- **Work required**: Write down each entry precisely as given.

- **Stored data**:

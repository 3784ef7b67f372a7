//! Per-run statistics and tune-time classification

use crate::constants::{FAST_THRESHOLD_MS, MEDIUM_THRESHOLD_MS};
use crate::store::{CellOutcome, ResultsTable, RunColumn};

/// Colour class of a single time cell
#[derive(Debug, Clone, Copy, PartialEq, Eq)]
pub enum TuneClass {
    Fast,
    Medium,
    Slow,
    Failed,
}

impl TuneClass {
    pub fn css_class(&self) -> &'static str {
        match self {
            TuneClass::Fast => "fast",
            TuneClass::Medium => "medium",
            TuneClass::Slow => "slow",
            TuneClass::Failed => "fail",
        }
    }
}

/// Classifies a recorded outcome. Pure; used by both renderers.
pub fn classify(outcome: &CellOutcome) -> TuneClass {
    match outcome.elapsed_ms() {
        Some(ms) => classify_ms(ms as f64),
        None => TuneClass::Failed,
    }
}

pub fn classify_ms(ms: f64) -> TuneClass {
    if ms < FAST_THRESHOLD_MS as f64 {
        TuneClass::Fast
    } else if ms < MEDIUM_THRESHOLD_MS as f64 {
        TuneClass::Medium
    } else {
        TuneClass::Slow
    }
}

/// Aggregates for one run column
#[derive(Debug, Clone, PartialEq)]
pub struct RunSummary {
    pub label: String,
    /// Mean over tuned channels only
    pub average_ms: Option<f64>,
    pub tuned: usize,
    pub failed: usize,
}

impl RunSummary {
    fn from_run(run: &RunColumn) -> Self {
        let mut total = 0u64;
        let (mut tuned, mut failed) = (0, 0);
        for (_, cell) in run.cells() {
            match cell.outcome.elapsed_ms() {
                Some(ms) => {
                    total += ms;
                    tuned += 1;
                }
                None => failed += 1,
            }
        }
        Self {
            label: run.label.clone(),
            average_ms: (tuned > 0).then(|| total as f64 / tuned as f64),
            tuned,
            failed,
        }
    }

    /// First line of the label
    pub fn name(&self) -> &str {
        run_name(&self.label)
    }

    pub fn class(&self) -> TuneClass {
        self.average_ms.map(classify_ms).unwrap_or(TuneClass::Failed)
    }
}

/// Summaries for every run in a table, in column order
pub struct StatsManager {
    summaries: Vec<RunSummary>,
}

impl StatsManager {
    pub fn from_table(table: &ResultsTable) -> Self {
        Self {
            summaries: table.runs().iter().map(RunSummary::from_run).collect(),
        }
    }

    pub fn get(&self, label: &str) -> Option<&RunSummary> {
        self.summaries.iter().find(|s| s.label == label)
    }

    pub fn iter(&self) -> impl Iterator<Item = &RunSummary> {
        self.summaries.iter()
    }

    /// Fastest average first; runs without a single tuned channel last
    pub fn ranked(&self) -> Vec<&RunSummary> {
        let mut ranked: Vec<&RunSummary> = self.summaries.iter().collect();
        ranked.sort_by(|a, b| match (a.average_ms, b.average_ms) {
            (Some(x), Some(y)) => x.total_cmp(&y),
            (Some(_), None) => std::cmp::Ordering::Less,
            (None, Some(_)) => std::cmp::Ordering::Greater,
            (None, None) => std::cmp::Ordering::Equal,
        });
        ranked
    }
}

/// Splits `"name\ndate"` run labels.
pub fn split_label(label: &str) -> (&str, &str) {
    label.split_once('\n').unwrap_or((label, ""))
}

pub fn run_name(label: &str) -> &str {
    split_label(label).0
}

- **Answer area**:
repository 3784ef7b67f372a7
//! Per-run statistics and tune-time classification

use crate::constants::{FAST_THRESHOLD_MS, MEDIUM_THRESHOLD_MS};
use crate::store::{CellOutcome, ResultsTable, RunColumn};

/// Colour class of a single time cell
#[derive(Debug, Clone, Copy, PartialEq, Eq)]
pub enum TuneClass {
    Fast,
    Medium,
    Slow,
    Failed,
}

impl TuneClass {
    pub fn css_class(&self) -> &'static str {
        match self {
            TuneClass::Fast => "fast",
            TuneClass::Medium => "medium",
            TuneClass::Slow => "slow",
            TuneClass::Failed => "fail",
        }
    }
}

/// Classifies a recorded outcome. Pure; used by both renderers.
pub fn classify(outcome: &CellOutcome) -> TuneClass {
    match outcome.elapsed_ms() {
        Some(ms) => classify_ms(ms as f64),
        None => TuneClass::Failed,
    }
}

pub fn classify_ms(ms: f64) -> TuneClass {
    if ms < FAST_THRESHOLD_MS as f64 {
        TuneClass::Fast
    } else if ms < MEDIUM_THRESHOLD_MS as f64 {
        TuneClass::Medium
    } else {
        TuneClass::Slow
    }
}

/// Aggregates for one run column
#[derive(Debug, Clone, PartialEq)]
pub struct RunSummary {
    pub label: String,
    /// Mean over tuned channels only
    pub average_ms: Option<f64>,
    pub tuned: usize,
    pub failed: usize,
}

impl RunSummary {
    fn from_run(run: &RunColumn) -> Self {
        let mut total = 0u64;
        let (mut tuned, mut failed) = (0, 0);
        for (_, cell) in run.cells() {
            match cell.outcome.elapsed_ms() {
                Some(ms) => {
                    total += ms;
                    tuned += 1;
                }
                None => failed += 1,
            }
        }
        Self {
            label: run.label.clone(),
            average_ms: (tuned > 0).then(|| total as f64 / tuned as f64),
            tuned,
            failed,
        }
    }

    /// First line of the label
    pub fn name(&self) -> &str {
        run_name(&self.label)
    }

    pub fn class(&self) -> TuneClass {
        self.average_ms.map(classify_ms).unwrap_or(TuneClass::Failed)
    }
}

/// Summaries for every run in a table, in column order
pub struct StatsManager {
    summaries: Vec<RunSummary>,
}

impl StatsManager {
    pub fn from_table(table: &ResultsTable) -> Self {
        Self {
            summaries: table.runs().iter().map(RunSummary::from_run).collect(),
        }
    }

    pub fn get(&self, label: &str) -> Option<&RunSummary> {
        self.summaries.iter().find(|s| s.label == label)
    }

    pub fn iter(&self) -> impl Iterator<Item = &RunSummary> {
        self.summaries.iter()
    }

    /// Fastest average first; runs without a single tuned channel last
    pub fn ranked(&self) -> Vec<&RunSummary> {
        let mut ranked: Vec<&RunSummary> = self.summaries.iter().collect();
        ranked.sort_by(|a, b| match (a.average_ms, b.average_ms) {
            (Some(x), Some(y)) => x.total_cmp(&y),
            (Some(_), None) => std::cmp::Ordering::Less,
            (None, Some(_)) => std::cmp::Ordering::Greater,
            (None, None) => std::cmp::Ordering::Equal,
        });
        ranked
    }
}

/// Splits `"name\ndate"` run labels.
pub fn split_label(label: &str) -> (&str, &str) {
    label.split_once('\n').unwrap_or((label, ""))
}

pub fn run_name(label: &str) -> &str {
    split_label(label).0
}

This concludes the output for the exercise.